**ABOUT THIS TASK:** Here is a block of records. Copy every line in it that includes "BTreeMap".
******************************
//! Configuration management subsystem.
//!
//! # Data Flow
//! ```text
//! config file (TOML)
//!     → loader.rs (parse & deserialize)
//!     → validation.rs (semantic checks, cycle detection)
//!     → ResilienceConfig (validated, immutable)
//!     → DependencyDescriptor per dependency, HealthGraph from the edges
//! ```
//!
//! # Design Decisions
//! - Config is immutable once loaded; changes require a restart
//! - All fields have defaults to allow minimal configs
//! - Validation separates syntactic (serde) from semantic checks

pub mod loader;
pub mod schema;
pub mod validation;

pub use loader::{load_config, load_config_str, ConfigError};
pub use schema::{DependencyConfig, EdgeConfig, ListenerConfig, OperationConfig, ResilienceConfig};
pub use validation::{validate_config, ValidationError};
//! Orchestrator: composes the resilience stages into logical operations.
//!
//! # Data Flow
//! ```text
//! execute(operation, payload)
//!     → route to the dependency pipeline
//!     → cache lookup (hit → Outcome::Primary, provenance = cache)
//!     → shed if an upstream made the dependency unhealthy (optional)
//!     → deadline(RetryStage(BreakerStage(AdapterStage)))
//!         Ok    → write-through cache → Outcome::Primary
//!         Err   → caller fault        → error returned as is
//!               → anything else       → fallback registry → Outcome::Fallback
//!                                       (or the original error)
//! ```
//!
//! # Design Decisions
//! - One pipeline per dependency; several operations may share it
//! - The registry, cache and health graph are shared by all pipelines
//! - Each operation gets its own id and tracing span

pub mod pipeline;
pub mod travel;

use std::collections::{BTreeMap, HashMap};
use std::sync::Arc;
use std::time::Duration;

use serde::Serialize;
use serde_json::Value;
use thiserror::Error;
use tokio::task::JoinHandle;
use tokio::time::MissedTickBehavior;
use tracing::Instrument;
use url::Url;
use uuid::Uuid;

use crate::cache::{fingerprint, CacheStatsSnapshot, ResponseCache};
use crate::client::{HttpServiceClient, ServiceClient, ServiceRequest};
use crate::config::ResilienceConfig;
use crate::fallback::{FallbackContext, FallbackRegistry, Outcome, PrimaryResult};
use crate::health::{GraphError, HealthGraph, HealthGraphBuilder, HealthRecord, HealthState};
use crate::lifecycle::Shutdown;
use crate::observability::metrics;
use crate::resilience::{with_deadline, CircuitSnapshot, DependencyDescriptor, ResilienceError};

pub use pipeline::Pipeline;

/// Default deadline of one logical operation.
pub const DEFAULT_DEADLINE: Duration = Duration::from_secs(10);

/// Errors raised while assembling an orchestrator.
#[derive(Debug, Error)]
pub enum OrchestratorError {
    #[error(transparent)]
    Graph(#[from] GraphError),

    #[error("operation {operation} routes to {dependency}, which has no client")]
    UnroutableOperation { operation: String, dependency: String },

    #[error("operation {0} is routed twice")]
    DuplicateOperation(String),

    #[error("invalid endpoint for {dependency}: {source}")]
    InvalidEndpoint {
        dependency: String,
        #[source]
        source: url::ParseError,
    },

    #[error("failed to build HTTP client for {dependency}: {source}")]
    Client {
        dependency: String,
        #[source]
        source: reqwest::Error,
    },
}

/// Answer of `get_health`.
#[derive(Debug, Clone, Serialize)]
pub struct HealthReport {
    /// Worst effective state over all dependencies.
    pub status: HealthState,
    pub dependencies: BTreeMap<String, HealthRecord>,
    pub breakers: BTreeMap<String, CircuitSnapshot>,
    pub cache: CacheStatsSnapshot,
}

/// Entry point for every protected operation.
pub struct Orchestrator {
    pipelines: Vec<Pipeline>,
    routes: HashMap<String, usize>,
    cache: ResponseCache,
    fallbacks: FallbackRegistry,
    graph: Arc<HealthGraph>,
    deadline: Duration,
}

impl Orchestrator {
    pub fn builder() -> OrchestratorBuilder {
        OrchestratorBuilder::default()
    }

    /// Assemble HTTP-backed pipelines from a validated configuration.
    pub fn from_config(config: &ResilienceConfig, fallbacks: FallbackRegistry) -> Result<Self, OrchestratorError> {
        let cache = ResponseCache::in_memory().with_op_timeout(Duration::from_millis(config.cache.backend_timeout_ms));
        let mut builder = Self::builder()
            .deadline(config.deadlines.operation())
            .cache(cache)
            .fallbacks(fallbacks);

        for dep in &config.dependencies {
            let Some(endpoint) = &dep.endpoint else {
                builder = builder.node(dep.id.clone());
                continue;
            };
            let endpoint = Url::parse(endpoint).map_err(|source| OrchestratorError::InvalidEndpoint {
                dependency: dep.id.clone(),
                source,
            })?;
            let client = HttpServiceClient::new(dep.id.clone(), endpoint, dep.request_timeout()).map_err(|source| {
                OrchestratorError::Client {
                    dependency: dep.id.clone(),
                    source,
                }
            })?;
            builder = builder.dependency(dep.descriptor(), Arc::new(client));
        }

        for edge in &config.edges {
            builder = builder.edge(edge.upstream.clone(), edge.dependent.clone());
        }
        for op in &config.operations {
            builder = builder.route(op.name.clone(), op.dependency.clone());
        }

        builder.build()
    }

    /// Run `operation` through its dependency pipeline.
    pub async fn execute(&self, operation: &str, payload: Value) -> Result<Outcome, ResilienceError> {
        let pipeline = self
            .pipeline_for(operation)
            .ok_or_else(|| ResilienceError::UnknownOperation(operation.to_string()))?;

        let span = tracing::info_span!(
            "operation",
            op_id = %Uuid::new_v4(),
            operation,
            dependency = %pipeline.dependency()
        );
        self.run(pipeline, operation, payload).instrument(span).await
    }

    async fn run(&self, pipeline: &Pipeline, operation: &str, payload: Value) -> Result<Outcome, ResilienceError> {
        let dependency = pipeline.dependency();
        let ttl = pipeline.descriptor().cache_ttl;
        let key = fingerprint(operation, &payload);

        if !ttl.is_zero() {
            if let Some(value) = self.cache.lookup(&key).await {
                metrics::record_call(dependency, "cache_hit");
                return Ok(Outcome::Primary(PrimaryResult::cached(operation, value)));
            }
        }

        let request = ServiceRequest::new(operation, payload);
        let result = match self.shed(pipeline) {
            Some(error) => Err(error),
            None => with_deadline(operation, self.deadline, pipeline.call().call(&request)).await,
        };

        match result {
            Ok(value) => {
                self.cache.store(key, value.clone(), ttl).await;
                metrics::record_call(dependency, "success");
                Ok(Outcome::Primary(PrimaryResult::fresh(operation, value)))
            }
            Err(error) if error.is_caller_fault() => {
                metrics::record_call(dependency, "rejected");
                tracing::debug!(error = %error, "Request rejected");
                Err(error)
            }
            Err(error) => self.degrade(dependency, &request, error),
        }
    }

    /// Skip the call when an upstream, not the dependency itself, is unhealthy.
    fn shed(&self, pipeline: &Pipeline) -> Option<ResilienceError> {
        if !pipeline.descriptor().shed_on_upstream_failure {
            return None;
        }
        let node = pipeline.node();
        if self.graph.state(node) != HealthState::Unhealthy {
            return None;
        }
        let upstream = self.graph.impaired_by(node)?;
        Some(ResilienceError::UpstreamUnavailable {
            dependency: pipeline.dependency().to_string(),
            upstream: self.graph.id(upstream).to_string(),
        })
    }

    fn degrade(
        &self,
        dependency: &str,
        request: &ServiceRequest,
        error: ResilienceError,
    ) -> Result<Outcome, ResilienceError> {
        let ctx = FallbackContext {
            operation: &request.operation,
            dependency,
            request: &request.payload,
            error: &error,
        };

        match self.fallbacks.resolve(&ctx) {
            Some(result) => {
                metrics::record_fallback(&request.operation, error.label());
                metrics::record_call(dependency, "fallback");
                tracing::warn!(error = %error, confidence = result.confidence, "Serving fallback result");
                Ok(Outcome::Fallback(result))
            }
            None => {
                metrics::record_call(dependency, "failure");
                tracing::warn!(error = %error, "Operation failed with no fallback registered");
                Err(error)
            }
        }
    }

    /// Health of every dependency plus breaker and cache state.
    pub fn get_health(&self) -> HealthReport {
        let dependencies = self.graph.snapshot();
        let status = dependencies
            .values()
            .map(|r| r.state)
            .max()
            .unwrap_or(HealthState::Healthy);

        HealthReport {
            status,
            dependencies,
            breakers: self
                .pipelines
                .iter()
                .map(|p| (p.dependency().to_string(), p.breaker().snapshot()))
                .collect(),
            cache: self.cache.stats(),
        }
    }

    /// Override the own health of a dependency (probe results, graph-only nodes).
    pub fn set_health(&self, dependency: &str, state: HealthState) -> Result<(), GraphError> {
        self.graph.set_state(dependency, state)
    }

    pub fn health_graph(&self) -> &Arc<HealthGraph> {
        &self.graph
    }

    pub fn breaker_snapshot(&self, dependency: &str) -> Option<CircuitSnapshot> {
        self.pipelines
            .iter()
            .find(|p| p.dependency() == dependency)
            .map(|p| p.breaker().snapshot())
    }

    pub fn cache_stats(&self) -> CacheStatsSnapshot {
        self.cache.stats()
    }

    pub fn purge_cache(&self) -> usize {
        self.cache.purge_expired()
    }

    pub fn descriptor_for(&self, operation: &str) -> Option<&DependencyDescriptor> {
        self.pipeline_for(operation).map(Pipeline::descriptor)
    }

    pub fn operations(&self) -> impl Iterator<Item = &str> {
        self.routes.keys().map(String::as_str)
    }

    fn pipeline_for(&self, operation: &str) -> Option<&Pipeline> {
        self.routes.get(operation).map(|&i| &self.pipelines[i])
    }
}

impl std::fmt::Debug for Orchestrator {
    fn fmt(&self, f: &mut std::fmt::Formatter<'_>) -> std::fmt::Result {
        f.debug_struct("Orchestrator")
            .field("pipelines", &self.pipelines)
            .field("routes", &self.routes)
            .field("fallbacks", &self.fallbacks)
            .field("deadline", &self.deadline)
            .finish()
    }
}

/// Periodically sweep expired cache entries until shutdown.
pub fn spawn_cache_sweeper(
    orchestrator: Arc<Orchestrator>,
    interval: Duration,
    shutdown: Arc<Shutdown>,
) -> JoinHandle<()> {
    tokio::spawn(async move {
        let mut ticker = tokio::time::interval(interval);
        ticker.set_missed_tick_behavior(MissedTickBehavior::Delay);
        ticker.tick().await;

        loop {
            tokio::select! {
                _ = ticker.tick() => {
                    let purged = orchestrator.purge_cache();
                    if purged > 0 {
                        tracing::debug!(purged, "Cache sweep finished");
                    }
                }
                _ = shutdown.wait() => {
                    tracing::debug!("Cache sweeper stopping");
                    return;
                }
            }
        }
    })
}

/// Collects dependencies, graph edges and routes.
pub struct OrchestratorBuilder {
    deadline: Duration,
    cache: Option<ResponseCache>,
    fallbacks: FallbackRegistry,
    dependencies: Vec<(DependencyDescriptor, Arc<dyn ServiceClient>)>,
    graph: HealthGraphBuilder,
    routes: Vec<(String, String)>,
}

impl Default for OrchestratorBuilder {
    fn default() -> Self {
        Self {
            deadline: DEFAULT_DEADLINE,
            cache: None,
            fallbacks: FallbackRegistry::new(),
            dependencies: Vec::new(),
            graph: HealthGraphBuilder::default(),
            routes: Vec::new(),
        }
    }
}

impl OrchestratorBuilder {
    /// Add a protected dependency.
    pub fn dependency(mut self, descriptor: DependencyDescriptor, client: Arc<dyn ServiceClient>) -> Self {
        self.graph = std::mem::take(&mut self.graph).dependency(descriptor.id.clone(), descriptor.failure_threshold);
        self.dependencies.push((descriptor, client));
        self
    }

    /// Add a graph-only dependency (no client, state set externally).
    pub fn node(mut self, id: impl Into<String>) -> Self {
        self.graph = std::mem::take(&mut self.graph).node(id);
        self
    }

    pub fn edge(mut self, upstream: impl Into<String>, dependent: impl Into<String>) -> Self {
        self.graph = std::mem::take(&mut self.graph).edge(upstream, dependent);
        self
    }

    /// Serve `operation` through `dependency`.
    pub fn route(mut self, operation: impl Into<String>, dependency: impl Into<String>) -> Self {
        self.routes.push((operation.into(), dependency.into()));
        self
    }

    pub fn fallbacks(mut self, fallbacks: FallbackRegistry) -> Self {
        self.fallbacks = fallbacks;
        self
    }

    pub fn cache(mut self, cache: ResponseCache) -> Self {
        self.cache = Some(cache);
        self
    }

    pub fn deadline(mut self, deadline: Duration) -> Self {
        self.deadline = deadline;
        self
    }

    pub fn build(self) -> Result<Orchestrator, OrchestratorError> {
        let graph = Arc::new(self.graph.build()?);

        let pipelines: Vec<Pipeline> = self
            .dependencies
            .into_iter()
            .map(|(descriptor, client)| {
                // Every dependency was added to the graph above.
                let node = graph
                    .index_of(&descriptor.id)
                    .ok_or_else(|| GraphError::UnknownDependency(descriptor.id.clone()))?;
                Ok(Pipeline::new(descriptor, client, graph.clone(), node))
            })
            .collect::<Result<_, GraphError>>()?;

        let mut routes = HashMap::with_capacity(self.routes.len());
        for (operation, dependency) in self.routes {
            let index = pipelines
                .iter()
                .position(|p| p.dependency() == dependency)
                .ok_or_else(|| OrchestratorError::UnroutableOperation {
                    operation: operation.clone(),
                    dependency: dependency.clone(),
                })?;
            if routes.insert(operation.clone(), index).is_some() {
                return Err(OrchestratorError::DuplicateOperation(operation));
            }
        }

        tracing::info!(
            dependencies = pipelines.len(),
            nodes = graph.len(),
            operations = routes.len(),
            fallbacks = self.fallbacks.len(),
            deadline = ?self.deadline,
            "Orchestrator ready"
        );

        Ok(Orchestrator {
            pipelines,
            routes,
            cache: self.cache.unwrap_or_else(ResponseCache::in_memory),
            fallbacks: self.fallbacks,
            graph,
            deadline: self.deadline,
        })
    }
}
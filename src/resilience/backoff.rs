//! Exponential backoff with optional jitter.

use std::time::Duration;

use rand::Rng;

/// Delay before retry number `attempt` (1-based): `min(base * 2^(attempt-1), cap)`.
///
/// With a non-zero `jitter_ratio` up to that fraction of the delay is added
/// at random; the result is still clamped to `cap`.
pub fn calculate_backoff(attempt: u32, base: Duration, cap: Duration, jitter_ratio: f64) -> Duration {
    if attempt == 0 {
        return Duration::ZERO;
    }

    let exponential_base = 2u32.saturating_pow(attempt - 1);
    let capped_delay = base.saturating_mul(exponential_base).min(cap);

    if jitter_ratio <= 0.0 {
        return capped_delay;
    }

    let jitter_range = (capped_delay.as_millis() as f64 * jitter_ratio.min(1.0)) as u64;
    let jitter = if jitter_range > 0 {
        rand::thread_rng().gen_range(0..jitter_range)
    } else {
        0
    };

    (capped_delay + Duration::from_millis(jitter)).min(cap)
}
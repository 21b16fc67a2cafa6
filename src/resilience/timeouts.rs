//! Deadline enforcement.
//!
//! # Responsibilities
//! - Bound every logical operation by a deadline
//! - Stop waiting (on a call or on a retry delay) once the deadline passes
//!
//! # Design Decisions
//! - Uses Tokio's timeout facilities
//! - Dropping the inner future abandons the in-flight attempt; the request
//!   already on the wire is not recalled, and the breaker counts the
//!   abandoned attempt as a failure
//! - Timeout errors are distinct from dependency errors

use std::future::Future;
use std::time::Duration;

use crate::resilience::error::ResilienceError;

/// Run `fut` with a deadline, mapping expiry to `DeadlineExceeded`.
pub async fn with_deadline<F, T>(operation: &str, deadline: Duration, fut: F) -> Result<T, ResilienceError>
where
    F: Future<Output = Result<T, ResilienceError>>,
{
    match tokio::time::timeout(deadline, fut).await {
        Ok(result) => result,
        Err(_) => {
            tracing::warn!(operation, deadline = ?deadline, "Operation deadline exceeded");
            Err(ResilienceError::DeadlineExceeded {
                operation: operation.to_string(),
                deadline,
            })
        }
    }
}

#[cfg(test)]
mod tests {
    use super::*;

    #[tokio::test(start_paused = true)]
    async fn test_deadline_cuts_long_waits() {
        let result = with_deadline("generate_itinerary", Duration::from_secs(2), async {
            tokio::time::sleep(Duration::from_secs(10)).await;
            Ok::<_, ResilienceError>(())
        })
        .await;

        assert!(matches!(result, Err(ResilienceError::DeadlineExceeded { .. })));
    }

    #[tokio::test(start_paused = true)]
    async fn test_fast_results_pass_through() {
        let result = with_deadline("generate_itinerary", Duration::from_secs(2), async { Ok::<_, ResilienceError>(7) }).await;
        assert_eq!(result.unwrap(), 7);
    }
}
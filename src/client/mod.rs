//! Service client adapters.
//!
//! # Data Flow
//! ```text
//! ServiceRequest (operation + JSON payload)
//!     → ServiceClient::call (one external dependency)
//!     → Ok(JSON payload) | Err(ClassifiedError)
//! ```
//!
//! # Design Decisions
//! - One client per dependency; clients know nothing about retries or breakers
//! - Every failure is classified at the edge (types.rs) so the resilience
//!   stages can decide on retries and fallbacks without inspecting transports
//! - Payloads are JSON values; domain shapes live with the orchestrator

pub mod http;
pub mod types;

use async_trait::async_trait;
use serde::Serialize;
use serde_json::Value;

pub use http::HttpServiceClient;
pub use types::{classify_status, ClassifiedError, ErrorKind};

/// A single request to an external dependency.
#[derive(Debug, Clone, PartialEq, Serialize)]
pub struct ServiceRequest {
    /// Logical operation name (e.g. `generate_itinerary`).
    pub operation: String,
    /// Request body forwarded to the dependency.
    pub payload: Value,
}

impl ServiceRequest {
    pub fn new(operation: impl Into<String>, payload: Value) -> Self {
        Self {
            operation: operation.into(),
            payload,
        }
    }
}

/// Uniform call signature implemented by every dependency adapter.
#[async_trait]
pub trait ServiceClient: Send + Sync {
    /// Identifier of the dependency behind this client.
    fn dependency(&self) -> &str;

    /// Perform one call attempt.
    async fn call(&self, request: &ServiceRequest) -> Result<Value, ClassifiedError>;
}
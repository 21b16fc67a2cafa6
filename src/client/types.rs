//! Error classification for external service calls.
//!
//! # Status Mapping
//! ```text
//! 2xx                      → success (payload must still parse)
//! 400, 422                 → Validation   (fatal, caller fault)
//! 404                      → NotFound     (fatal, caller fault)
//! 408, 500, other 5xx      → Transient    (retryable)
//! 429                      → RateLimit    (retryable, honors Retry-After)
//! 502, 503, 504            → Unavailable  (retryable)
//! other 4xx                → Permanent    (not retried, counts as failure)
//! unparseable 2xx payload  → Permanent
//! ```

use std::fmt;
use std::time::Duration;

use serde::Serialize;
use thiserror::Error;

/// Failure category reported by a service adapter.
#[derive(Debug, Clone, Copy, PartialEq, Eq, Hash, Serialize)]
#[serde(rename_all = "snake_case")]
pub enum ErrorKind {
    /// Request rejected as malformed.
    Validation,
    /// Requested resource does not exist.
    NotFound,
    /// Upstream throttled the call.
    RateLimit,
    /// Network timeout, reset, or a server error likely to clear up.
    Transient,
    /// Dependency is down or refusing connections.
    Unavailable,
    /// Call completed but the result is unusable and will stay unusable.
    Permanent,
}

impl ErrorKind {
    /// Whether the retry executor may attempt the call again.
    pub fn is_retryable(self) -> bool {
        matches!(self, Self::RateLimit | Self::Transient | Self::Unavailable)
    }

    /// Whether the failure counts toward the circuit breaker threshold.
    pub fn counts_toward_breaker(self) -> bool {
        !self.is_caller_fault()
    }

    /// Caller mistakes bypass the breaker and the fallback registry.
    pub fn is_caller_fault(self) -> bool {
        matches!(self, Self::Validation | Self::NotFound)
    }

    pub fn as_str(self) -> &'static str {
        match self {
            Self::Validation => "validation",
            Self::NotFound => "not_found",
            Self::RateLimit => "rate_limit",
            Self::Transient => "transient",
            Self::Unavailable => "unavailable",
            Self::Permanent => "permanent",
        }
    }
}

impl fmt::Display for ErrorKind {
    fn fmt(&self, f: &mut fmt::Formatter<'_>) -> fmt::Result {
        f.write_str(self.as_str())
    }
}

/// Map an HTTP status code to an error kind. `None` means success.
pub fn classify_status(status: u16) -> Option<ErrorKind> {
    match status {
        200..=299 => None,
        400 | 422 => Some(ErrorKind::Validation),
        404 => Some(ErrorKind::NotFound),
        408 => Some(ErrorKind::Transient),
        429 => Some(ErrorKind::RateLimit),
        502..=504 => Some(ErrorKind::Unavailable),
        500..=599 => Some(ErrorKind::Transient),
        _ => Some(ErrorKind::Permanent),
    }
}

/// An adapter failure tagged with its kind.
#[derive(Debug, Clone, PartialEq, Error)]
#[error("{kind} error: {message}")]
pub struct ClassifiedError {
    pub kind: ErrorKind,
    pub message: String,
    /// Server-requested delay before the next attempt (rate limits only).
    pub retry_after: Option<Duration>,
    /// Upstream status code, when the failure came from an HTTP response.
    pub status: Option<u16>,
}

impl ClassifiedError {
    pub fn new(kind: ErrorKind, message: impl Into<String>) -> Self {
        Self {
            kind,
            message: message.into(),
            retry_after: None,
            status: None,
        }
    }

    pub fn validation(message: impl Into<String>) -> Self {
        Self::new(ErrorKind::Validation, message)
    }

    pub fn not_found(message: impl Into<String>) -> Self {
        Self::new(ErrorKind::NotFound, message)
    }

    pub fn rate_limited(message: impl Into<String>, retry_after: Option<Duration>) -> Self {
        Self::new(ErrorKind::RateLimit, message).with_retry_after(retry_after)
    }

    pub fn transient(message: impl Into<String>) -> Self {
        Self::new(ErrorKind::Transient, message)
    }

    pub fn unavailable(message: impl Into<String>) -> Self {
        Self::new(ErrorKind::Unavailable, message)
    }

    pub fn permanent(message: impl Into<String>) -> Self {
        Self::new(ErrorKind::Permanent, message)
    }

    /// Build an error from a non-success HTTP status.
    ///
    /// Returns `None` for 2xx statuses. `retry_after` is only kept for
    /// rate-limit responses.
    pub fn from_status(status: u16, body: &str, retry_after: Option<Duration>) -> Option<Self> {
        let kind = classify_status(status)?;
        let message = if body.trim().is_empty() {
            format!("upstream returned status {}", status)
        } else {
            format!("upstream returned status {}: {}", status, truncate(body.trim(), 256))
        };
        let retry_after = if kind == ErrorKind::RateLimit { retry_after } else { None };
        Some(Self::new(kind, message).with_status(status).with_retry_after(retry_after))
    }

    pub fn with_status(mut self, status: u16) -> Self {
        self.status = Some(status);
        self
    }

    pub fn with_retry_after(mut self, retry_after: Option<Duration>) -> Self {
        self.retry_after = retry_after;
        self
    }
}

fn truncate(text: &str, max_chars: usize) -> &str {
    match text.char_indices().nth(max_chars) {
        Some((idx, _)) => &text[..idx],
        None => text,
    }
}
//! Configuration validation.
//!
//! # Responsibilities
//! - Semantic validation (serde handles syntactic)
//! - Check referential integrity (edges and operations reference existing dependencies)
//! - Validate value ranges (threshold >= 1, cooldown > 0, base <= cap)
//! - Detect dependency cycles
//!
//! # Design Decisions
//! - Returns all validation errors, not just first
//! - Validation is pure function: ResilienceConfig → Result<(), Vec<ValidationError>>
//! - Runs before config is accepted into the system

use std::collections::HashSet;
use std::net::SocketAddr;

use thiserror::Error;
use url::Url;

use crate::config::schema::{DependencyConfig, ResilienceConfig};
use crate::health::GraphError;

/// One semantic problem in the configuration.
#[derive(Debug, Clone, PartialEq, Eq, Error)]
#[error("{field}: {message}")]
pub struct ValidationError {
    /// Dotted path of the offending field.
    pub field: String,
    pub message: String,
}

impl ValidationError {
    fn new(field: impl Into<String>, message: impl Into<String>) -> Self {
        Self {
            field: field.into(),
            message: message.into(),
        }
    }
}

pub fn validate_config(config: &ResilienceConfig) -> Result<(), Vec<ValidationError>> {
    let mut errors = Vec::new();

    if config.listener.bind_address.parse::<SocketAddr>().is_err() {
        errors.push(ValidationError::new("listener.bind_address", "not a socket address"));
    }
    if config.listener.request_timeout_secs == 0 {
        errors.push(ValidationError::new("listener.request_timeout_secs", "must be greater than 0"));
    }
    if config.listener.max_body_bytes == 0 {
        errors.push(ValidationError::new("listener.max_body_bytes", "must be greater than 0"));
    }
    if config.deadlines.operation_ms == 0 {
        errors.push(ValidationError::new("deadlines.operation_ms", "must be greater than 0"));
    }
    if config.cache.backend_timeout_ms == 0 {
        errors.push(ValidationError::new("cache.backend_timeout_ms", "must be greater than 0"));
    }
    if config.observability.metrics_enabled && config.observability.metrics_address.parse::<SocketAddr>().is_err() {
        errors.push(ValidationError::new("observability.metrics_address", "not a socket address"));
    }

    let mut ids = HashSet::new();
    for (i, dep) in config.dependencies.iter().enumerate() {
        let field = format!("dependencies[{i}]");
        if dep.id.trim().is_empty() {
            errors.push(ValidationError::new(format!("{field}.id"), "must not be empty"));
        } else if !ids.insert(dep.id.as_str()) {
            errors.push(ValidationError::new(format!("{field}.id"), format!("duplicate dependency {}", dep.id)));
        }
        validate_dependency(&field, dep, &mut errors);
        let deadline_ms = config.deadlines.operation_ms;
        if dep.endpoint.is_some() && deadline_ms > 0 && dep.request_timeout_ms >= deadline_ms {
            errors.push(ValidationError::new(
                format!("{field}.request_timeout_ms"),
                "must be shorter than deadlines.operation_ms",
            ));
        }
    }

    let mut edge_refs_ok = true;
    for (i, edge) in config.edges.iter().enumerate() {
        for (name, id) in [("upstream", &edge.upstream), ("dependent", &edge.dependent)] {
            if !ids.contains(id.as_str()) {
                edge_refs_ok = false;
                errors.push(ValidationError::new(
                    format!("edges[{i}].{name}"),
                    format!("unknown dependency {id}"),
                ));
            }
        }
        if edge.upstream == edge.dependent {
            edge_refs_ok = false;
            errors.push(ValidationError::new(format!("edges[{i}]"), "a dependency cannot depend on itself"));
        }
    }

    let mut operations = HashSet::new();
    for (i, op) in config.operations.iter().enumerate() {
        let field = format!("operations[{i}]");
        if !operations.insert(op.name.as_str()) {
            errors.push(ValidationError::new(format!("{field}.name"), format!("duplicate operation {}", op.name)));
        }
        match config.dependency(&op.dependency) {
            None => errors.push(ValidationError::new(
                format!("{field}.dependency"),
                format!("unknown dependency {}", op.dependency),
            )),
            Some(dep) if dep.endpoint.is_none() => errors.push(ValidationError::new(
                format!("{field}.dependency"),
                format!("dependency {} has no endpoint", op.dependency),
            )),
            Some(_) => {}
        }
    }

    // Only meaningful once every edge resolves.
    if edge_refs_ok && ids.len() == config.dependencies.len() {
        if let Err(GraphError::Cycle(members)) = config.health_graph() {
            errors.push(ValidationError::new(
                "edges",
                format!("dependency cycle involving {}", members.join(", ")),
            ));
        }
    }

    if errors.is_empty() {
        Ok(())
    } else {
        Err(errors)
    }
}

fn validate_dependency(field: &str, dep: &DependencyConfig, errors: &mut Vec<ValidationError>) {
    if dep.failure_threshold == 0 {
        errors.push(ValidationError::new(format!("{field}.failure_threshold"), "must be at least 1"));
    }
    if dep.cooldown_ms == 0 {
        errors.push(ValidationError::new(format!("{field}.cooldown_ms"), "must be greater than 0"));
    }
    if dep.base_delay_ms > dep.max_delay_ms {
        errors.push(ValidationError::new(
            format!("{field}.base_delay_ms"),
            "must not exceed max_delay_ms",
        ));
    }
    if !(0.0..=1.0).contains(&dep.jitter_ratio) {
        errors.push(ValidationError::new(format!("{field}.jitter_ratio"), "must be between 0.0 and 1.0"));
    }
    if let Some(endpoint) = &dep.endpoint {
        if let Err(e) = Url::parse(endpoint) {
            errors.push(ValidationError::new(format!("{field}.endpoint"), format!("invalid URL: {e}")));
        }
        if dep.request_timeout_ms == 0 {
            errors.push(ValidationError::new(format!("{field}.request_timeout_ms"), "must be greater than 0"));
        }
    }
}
******************************
**ANSWER:**
use std::collections::{BTreeMap, HashMap};
    pub dependencies: BTreeMap<String, HealthRecord>,
    pub breakers: BTreeMap<String, CircuitSnapshot>,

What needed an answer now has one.